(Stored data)
────────────────────

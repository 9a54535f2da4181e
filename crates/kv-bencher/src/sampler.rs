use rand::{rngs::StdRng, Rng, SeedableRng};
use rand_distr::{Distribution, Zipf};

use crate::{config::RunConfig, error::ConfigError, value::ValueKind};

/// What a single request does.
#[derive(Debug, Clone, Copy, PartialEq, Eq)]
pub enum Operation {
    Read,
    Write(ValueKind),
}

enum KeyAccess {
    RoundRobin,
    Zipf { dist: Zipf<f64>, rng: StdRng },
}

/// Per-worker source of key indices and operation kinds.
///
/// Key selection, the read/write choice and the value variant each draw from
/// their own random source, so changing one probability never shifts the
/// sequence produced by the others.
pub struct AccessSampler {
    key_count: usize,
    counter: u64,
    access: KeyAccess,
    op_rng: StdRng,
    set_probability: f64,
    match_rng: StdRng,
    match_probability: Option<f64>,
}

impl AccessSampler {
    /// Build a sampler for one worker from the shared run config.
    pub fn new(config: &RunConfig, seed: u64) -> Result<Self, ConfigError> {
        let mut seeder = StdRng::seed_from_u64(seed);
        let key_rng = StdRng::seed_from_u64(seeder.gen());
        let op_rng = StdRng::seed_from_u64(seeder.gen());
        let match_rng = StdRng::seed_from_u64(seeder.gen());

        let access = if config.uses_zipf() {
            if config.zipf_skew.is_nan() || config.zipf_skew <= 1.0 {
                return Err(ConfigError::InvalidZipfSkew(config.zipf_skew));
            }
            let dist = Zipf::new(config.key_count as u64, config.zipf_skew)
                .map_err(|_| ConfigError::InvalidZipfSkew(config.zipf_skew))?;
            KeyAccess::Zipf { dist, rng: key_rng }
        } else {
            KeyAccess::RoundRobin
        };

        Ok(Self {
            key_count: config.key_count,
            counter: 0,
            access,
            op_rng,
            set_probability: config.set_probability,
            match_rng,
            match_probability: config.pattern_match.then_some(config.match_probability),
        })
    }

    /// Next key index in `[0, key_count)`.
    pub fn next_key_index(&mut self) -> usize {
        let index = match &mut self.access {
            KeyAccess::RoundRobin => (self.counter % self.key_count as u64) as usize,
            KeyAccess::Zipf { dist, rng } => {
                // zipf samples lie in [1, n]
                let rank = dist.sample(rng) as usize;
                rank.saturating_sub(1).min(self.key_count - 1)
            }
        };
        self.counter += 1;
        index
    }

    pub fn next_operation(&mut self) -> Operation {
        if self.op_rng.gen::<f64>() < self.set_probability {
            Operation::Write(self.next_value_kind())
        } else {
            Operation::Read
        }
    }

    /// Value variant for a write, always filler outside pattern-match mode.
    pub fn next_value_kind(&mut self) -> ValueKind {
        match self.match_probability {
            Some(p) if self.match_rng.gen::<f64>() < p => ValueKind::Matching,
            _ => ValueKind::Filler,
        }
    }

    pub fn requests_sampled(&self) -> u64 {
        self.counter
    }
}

────────────────────

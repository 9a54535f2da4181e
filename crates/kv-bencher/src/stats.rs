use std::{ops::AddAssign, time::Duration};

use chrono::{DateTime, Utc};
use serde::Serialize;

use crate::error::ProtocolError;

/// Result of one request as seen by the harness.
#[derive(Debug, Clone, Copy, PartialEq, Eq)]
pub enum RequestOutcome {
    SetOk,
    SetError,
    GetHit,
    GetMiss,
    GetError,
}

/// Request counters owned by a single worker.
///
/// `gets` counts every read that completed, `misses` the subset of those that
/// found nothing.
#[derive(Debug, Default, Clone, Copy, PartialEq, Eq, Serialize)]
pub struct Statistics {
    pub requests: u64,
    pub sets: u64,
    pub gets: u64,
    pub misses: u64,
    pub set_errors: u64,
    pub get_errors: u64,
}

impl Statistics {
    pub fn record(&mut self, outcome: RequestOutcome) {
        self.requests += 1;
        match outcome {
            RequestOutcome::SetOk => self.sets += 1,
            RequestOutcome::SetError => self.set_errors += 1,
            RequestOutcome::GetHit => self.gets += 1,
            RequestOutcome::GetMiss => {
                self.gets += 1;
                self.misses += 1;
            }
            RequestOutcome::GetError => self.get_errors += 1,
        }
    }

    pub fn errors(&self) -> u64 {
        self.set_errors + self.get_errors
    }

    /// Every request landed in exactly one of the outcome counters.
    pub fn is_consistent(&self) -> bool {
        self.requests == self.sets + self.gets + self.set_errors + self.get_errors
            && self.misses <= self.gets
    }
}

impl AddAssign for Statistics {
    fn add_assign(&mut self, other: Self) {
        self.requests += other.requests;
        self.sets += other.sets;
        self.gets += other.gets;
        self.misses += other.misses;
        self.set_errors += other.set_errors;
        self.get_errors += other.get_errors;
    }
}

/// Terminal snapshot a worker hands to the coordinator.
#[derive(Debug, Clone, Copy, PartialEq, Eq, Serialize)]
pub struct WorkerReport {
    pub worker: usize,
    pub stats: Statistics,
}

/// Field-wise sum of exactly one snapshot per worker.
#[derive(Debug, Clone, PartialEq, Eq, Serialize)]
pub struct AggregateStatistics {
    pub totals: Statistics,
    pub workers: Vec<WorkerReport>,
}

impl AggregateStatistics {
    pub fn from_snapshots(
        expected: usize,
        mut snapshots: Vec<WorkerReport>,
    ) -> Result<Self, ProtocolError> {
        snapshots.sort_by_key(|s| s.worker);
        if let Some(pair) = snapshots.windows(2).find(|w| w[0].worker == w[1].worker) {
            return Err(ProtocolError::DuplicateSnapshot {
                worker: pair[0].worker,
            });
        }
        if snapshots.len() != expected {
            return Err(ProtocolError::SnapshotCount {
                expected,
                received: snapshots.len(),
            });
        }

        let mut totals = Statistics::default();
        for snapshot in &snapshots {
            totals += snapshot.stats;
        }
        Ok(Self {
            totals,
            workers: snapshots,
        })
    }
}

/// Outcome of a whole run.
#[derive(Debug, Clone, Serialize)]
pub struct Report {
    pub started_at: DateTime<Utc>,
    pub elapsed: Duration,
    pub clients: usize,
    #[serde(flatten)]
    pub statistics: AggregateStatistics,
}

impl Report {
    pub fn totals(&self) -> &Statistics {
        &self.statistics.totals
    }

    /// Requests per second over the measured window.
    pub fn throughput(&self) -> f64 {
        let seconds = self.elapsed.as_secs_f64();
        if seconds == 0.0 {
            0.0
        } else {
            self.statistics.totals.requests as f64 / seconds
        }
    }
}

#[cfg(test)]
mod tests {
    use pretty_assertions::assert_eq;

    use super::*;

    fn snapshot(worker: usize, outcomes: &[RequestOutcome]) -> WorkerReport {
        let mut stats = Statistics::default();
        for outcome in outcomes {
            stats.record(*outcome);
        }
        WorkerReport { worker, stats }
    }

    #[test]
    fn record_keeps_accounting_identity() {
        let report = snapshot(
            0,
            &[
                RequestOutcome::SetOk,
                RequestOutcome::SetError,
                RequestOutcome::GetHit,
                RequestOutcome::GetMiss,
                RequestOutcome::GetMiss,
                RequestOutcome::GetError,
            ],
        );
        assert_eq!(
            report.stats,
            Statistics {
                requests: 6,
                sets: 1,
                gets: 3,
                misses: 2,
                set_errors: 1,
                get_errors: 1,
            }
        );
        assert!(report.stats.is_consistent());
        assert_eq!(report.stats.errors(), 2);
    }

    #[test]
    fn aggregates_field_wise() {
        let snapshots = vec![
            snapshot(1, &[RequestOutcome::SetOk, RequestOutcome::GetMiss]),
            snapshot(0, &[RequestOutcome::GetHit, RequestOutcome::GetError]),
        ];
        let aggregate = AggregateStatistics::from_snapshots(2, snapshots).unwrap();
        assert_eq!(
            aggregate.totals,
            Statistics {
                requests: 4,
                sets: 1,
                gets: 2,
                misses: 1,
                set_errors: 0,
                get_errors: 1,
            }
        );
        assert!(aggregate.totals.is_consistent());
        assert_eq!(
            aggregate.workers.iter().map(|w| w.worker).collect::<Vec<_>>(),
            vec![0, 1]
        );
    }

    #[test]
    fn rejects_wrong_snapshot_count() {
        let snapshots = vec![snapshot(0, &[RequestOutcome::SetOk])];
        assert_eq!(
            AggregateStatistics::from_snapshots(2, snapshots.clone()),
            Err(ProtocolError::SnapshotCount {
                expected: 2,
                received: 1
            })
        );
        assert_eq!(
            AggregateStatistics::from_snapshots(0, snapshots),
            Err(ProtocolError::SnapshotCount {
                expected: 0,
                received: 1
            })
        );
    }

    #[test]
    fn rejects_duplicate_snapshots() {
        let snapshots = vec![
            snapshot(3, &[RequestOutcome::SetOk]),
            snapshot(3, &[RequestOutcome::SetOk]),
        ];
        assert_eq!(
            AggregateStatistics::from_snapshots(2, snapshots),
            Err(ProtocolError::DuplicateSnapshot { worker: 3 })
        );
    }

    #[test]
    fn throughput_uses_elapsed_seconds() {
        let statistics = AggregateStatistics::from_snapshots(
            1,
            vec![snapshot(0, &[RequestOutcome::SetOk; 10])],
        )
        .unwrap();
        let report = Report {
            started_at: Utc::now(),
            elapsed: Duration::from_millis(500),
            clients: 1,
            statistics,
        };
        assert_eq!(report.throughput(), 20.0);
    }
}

────────────────────

- What the task asks -
Go through the records and pull out each line that includes the word "counters".

- Your response -
/// Request counters owned by a single worker.
    /// Every request landed in exactly one of the outcome counters.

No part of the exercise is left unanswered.